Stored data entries
===

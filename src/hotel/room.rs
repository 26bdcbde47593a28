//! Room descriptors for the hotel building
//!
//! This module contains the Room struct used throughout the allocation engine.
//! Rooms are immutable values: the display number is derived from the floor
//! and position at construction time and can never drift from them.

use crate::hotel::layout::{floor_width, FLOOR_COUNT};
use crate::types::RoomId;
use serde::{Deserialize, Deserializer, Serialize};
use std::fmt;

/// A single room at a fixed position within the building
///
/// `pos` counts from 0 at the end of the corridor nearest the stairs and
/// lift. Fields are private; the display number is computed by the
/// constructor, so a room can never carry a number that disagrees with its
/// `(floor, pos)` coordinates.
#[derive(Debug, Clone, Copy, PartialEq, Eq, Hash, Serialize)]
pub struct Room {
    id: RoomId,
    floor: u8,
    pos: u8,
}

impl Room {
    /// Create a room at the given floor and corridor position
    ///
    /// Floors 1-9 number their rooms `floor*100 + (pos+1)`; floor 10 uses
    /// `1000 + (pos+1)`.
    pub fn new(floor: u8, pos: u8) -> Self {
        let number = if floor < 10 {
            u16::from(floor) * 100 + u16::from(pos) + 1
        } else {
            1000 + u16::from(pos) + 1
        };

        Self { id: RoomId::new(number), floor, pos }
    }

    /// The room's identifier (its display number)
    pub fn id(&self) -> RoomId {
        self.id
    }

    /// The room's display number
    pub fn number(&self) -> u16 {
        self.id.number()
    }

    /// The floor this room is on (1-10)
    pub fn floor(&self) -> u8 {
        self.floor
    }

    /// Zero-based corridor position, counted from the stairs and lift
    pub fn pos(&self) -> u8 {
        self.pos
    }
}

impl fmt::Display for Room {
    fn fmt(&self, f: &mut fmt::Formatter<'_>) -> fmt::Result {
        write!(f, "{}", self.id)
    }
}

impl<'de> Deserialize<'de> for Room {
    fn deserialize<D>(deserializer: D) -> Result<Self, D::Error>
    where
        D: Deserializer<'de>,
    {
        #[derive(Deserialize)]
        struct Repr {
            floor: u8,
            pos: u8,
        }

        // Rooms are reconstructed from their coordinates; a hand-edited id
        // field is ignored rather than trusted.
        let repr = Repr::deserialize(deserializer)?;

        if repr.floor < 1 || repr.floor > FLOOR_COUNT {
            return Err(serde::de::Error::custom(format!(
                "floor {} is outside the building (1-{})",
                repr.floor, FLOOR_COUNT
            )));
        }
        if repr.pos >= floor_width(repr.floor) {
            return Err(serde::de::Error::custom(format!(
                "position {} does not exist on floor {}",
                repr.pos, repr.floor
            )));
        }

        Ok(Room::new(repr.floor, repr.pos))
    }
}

===

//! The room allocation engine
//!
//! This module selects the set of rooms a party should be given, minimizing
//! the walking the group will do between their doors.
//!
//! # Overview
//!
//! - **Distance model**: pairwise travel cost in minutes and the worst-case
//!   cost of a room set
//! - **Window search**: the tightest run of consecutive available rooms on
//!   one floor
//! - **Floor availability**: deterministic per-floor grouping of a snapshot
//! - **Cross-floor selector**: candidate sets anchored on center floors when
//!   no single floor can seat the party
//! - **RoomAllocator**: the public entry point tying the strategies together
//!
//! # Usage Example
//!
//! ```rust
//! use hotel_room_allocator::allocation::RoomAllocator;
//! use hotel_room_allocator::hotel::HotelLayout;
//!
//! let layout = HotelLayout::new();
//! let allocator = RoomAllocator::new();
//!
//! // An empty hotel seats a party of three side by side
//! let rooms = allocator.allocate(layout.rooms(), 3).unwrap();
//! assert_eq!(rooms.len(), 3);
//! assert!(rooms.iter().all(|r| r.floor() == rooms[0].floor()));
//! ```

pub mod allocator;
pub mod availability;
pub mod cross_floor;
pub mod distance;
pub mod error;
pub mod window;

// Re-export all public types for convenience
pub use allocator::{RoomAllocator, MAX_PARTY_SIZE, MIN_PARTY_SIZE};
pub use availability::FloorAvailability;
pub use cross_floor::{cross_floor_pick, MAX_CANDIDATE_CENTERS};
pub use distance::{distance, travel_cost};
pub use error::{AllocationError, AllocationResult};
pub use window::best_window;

===

## Exercise goal
Set down only the lines above that fall between the line holding "filename src/hotel/room.rs" and the line holding "rather than trusted.", inclusive, keeping each exact.

## Answer to the exercise
filename src/hotel/room.rs
repository 26bdcbde47593a28
//! Room descriptors for the hotel building
//!
//! This module contains the Room struct used throughout the allocation engine.
//! Rooms are immutable values: the display number is derived from the floor
//! and position at construction time and can never drift from them.

use crate::hotel::layout::{floor_width, FLOOR_COUNT};
use crate::types::RoomId;
use serde::{Deserialize, Deserializer, Serialize};
use std::fmt;

/// A single room at a fixed position within the building
///
/// `pos` counts from 0 at the end of the corridor nearest the stairs and
/// lift. Fields are private; the display number is computed by the
/// constructor, so a room can never carry a number that disagrees with its
/// `(floor, pos)` coordinates.
#[derive(Debug, Clone, Copy, PartialEq, Eq, Hash, Serialize)]
pub struct Room {
    id: RoomId,
    floor: u8,
    pos: u8,
}

impl Room {
    /// Create a room at the given floor and corridor position
    ///
    /// Floors 1-9 number their rooms `floor*100 + (pos+1)`; floor 10 uses
    /// `1000 + (pos+1)`.
    pub fn new(floor: u8, pos: u8) -> Self {
        let number = if floor < 10 {
            u16::from(floor) * 100 + u16::from(pos) + 1
        } else {
            1000 + u16::from(pos) + 1
        };

        Self { id: RoomId::new(number), floor, pos }
    }

    /// The room's identifier (its display number)
    pub fn id(&self) -> RoomId {
        self.id
    }

    /// The room's display number
    pub fn number(&self) -> u16 {
        self.id.number()
    }

    /// The floor this room is on (1-10)
    pub fn floor(&self) -> u8 {
        self.floor
    }

    /// Zero-based corridor position, counted from the stairs and lift
    pub fn pos(&self) -> u8 {
        self.pos
    }
}

impl fmt::Display for Room {
    fn fmt(&self, f: &mut fmt::Formatter<'_>) -> fmt::Result {
        write!(f, "{}", self.id)
    }
}

impl<'de> Deserialize<'de> for Room {
    fn deserialize<D>(deserializer: D) -> Result<Self, D::Error>
    where
        D: Deserializer<'de>,
    {
        #[derive(Deserialize)]
        struct Repr {
            floor: u8,
            pos: u8,
        }

        // Rooms are reconstructed from their coordinates; a hand-edited id
        // field is ignored rather than trusted.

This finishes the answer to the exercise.